Notably, ECMO duration was not associated with mortality in the adjusted model. This suggests that the complications experienced while on ECMO are more significant than the duration of ECMO support itself. Consistent with this, almost a third of patients who were decannulated in the setting of expected recovery did not survive. Further examination of this subgroup revealed that these children were more likely to have suffered complications on ECMO compared with those who survived in the setting of expected recovery. This reinforces that number and severity of complications on ECMO should be considered when assessing prognosis and determining optimal timing of decannulation. Most notably, pulmonary hemorrhage, metabolic acidosis, neurologic complications, and RRT should raise concern for worse prognosis. In an effort to reduce ECMO duration and associated complications, longer-term mechanical support alternatives, such as lung assist devices, should be studied further as a potential transition from ECMO while awaiting transplant or recovery (31).

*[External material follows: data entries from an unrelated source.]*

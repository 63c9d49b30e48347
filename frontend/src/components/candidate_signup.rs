use shared::auth::signup_request;
use wasm_bindgen_futures::spawn_local;
use yew::prelude::*;

use crate::api::AbortOnDrop;
use crate::components::header::render_header;
use crate::components::utils::{input_value, render_error_message};
use crate::context::use_portal;
use crate::route::Route;

#[function_component(CandidateSignup)]
pub fn candidate_signup() -> Html {
    let portal = use_portal();
    let abort = use_memo((), |_| AbortOnDrop::new());

    let email = use_state(String::new);
    let password = use_state(String::new);
    let confirm = use_state(String::new);
    let error = use_state(|| None::<String>);
    let loading = use_state(|| false);

    let bind = |state: &UseStateHandle<String>| {
        let state = state.clone();
        Callback::from(move |e: InputEvent| state.set(input_value(&e)))
    };

    let on_submit = {
        let portal = portal.clone();
        let api = portal.api().with_abort(&abort);
        let (email, password, confirm) = (email.clone(), password.clone(), confirm.clone());
        let (error, loading) = (error.clone(), loading.clone());

        Callback::from(move |e: SubmitEvent| {
            e.prevent_default();

            let request = match signup_request(&email, &password, &confirm) {
                Ok(request) => request,
                Err(err) => {
                    error.set(Some(err.to_string()));
                    return;
                }
            };

            // A new candidate account never shares the browser with an HR login.
            portal.session.end_hr();
            error.set(None);
            loading.set(true);

            let (portal, api) = (portal.clone(), api.clone());
            let (error, loading) = (error.clone(), loading.clone());
            spawn_local(async move {
                match api.candidate_signup(&request).await {
                    Ok(_) => {
                        log::info!("Account created for {}", request.email);
                        loading.set(false);
                        portal.navigate(Route::CandidateLogin);
                    }
                    Err(e) if e.is_aborted() => {}
                    Err(e) => {
                        error.set(Some(e.user_message("Signup failed. Please try again.")));
                        loading.set(false);
                    }
                }
            });
        })
    };

    html! {
        <div class="auth-page">
            { render_header("fa-user-plus", "Candidate Signup", None) }
            <form class="auth-form" onsubmit={on_submit}>
                <input type="email" placeholder="Email" value={(*email).clone()} oninput={bind(&email)} />
                <input type="password" placeholder="Password" value={(*password).clone()} oninput={bind(&password)} />
                <input type="password" placeholder="Confirm Password" value={(*confirm).clone()} oninput={bind(&confirm)} />
                <button type="submit" class="analyze-btn" disabled={*loading}>
                    { if *loading { "Creating account..." } else { "Sign Up" } }
                </button>
            </form>
            { render_error_message((*error).as_ref()) }
            <div class="auth-links">
                <button class="link-btn" onclick={portal.navigate_to(Route::CandidateLogin)}>{"Already have an account? Login"}</button>
            </div>
        </div>
    }
}
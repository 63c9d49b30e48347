use std::path::PathBuf;

use actix_files::{Files, NamedFile};
use actix_web::dev::{fn_service, ServiceRequest, ServiceResponse};
use actix_web::{web, HttpResponse};
use log::info;
use serde_json::json;
use shared::models::VideoUploadUrlRequest;

use crate::error::GatewayError;
use crate::storage::s3_service::S3Service;

pub fn configure_routes(cfg: &mut web::ServiceConfig, frontend_dir: String) {
    let index = PathBuf::from(&frontend_dir).join("index.html");

    cfg.app_data(web::JsonConfig::default().error_handler(|err, _req| {
        GatewayError::InvalidRequest(err.to_string()).into()
    }))
    .service(web::resource("/health").route(web::get().to(health)))
    .service(web::resource("/api/uploads/video-url").route(web::post().to(create_video_upload_url)))
    .service(
        Files::new("/", frontend_dir)
            .index_file("index.html")
            .default_handler(fn_service(move |req: ServiceRequest| {
                let index = index.clone();
                async move {
                    // Client-side routes resolve to the SPA shell.
                    let (req, _) = req.into_parts();
                    let file = NamedFile::open_async(&index).await?;
                    let res = file.into_response(&req);
                    Ok::<_, actix_web::Error>(ServiceResponse::new(req, res))
                }
            })),
    );
}

async fn health() -> HttpResponse {
    HttpResponse::Ok().json(json!({ "status": "ok" }))
}

async fn create_video_upload_url(
    s3: web::Data<S3Service>,
    body: web::Json<VideoUploadUrlRequest>,
) -> Result<HttpResponse, GatewayError> {
    let request = body.into_inner();
    info!(
        "Upload URL requested for candidate {} ({})",
        request.candidate_id, request.content_type
    );
    let grant = s3
        .presign_video_put(request.candidate_id, request.content_type.trim())
        .await?;
    Ok(HttpResponse::Ok().json(grant))
}

#[cfg(test)]
mod tests {
    use super::*;
    use crate::storage::s3_service::test_support::offline_service;
    use actix_web::http::StatusCode;
    use actix_web::{test, App};
    use shared::models::VideoUploadUrlResponse;

    fn frontend_fixture() -> String {
        let dir = std::env::temp_dir().join(format!("portal-gateway-{}", std::process::id()));
        std::fs::create_dir_all(&dir).unwrap();
        std::fs::write(dir.join("index.html"), "<html>portal</html>").unwrap();
        dir.to_string_lossy().into_owned()
    }

    macro_rules! gateway {
        () => {
            test::init_service(
                App::new()
                    .app_data(web::Data::new(offline_service()))
                    .configure(|cfg| configure_routes(cfg, frontend_fixture())),
            )
            .await
        };
    }

    #[actix_web::test]
    async fn health_reports_ok() {
        let app = gateway!();
        let req = test::TestRequest::get().uri("/health").to_request();
        let body: serde_json::Value = test::call_and_read_body_json(&app, req).await;
        assert_eq!(body, json!({ "status": "ok" }));
    }

    #[actix_web::test]
    async fn issues_upload_grant_for_video() {
        let app = gateway!();
        let req = test::TestRequest::post()
            .uri("/api/uploads/video-url")
            .set_json(json!({ "candidate_id": 42, "content_type": "video/webm" }))
            .to_request();
        let grant: VideoUploadUrlResponse = test::call_and_read_body_json(&app, req).await;

        assert_eq!(grant.object_key, "video/candidate_42.mp4");
        assert!(grant.object_url.ends_with("/video/candidate_42.mp4"));
        assert!(grant.upload_url.contains("X-Amz-Signature="));
    }

    #[actix_web::test]
    async fn rejects_non_video_content() {
        let app = gateway!();
        let req = test::TestRequest::post()
            .uri("/api/uploads/video-url")
            .set_json(json!({ "candidate_id": 42, "content_type": "application/pdf" }))
            .to_request();
        let resp = test::call_service(&app, req).await;
        assert_eq!(resp.status(), StatusCode::BAD_REQUEST);

        let body: serde_json::Value = test::read_body_json(resp).await;
        assert_eq!(body["error"], "Unsupported video type: application/pdf");
    }

    #[actix_web::test]
    async fn malformed_body_is_a_json_bad_request() {
        let app = gateway!();
        let req = test::TestRequest::post()
            .uri("/api/uploads/video-url")
            .set_json(json!({ "content_type": "video/mp4" }))
            .to_request();
        let resp = test::call_service(&app, req).await;
        assert_eq!(resp.status(), StatusCode::BAD_REQUEST);

        let body: serde_json::Value = test::read_body_json(resp).await;
        assert!(body["error"].as_str().unwrap().starts_with("Invalid request"));
    }

    #[actix_web::test]
    async fn unknown_paths_fall_back_to_the_app_shell() {
        let app = gateway!();
        let req = test::TestRequest::get().uri("/hr-dashboard/candidate/3").to_request();
        let resp = test::call_service(&app, req).await;
        assert_eq!(resp.status(), StatusCode::OK);

        let body = test::read_body(resp).await;
        assert_eq!(body, "<html>portal</html>");
    }
}
/// Joins `base` and `path` with exactly one slash between them.
pub fn join_url(base: &str, path: &str) -> String {
    let base = base.trim_end_matches('/');
    let path = path.trim_start_matches('/');
    if path.is_empty() {
        base.to_string()
    } else {
        format!("{}/{}", base, path)
    }
}

/// Document references come back either absolute or as storage-relative
/// paths. Absolute values pass through; relative ones are joined onto the
/// storage base; blanks become `None`.
pub fn normalize_document_url(storage_base: &str, value: Option<&str>) -> Option<String> {
    let value = value.map(str::trim).filter(|v| !v.is_empty())?;
    if value.starts_with("http") {
        Some(value.to_string())
    } else {
        Some(join_url(storage_base, value))
    }
}

pub fn encode_segment(segment: &str) -> String {
    urlencoding::encode(segment).into_owned()
}

/// `application/x-www-form-urlencoded` serialisation of ordered pairs.
pub fn encode_form<K, V>(pairs: &[(K, V)]) -> String
where
    K: AsRef<str>,
    V: AsRef<str>,
{
    pairs
        .iter()
        .map(|(k, v)| {
            format!(
                "{}={}",
                urlencoding::encode(k.as_ref()),
                urlencoding::encode(v.as_ref())
            )
        })
        .collect::<Vec<_>>()
        .join("&")
}

/// Last path segment of a URL, without query or fragment.
pub fn file_name_from_url(url: &str) -> Option<&str> {
    let path = url.split(['?', '#']).next().unwrap_or(url);
    path.rsplit('/').next().filter(|s| !s.is_empty())
}

#[cfg(test)]
mod tests {
    use super::*;

    #[test]
    fn relative_paths_become_absolute() {
        assert_eq!(
            normalize_document_url("https://os.example.com/", Some("/n/ns/b/bk/o/id.png")),
            Some("https://os.example.com/n/ns/b/bk/o/id.png".to_string())
        );
        assert_eq!(
            normalize_document_url("https://os.example.com", Some("docs/cv.pdf")),
            Some("https://os.example.com/docs/cv.pdf".to_string())
        );
    }

    #[test]
    fn absolute_and_blank_values() {
        assert_eq!(
            normalize_document_url("https://os", Some("https://cdn.example.com/a.png")),
            Some("https://cdn.example.com/a.png".to_string())
        );
        assert_eq!(normalize_document_url("https://os", Some("   ")), None);
        assert_eq!(normalize_document_url("https://os", None), None);
    }

    #[test]
    fn emails_are_escaped_in_paths() {
        assert_eq!(encode_segment("ana+test@x.io"), "ana%2Btest%40x.io");
    }

    #[test]
    fn form_encoding_keeps_order() {
        let body = encode_form(&[("candidate_id", "4"), ("start_time", "2025-03-01T10:00:00.000Z")]);
        assert_eq!(body, "candidate_id=4&start_time=2025-03-01T10%3A00%3A00.000Z");
    }

    #[test]
    fn file_names_ignore_query() {
        assert_eq!(file_name_from_url("https://x/y/cv.docx?sig=1"), Some("cv.docx"));
        assert_eq!(file_name_from_url("https://x/y/"), None);
    }
}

This study has several important limitations. Given the retrospective design, the study relied on accurate database entry at each site based on chart review. A standardized registry input process and ongoing data quality monitoring likely mitigate this to some degree. Additionally, the ELSO database does not contain echocardiography or catheterization data to confirm PH diagnoses or stratify patients based on severity or etiology. Furthermore, the lack of granularity in the database makes it challenging to differentiate those with PH secondary to coexisting temporary disease processes, such as pneumonia or acute respiratory distress syndrome, from those with primary PH. Finally, this study excluded patients under 28 days old in an effort to eliminate persistent PH of the newborn and other neonatal conditions associated with PH. Therefore, study results are not generalizable to the neonatal population. Nonetheless, this study provides the largest multicenter assessment of pediatric PH patients requiring ECMO over a 10-year period.
This is the first study to describe ECMO in pediatric PH. Children with PH who require ECMO support have a significantly greater odds of mortality compared with those without PH. Risk factors for mortality include age, absence of pneumonia, pre-ECMO acidosis, ECPR, pulmonary hemorrhage, neurologic complications, and acidosis while on ECMO. Identification of those PH patients requiring ECMO who are at even higher risk for mortality may inform clinical decision-making, including timing of ECMO decannulation, and improve our ability to prognosticate for patients and families.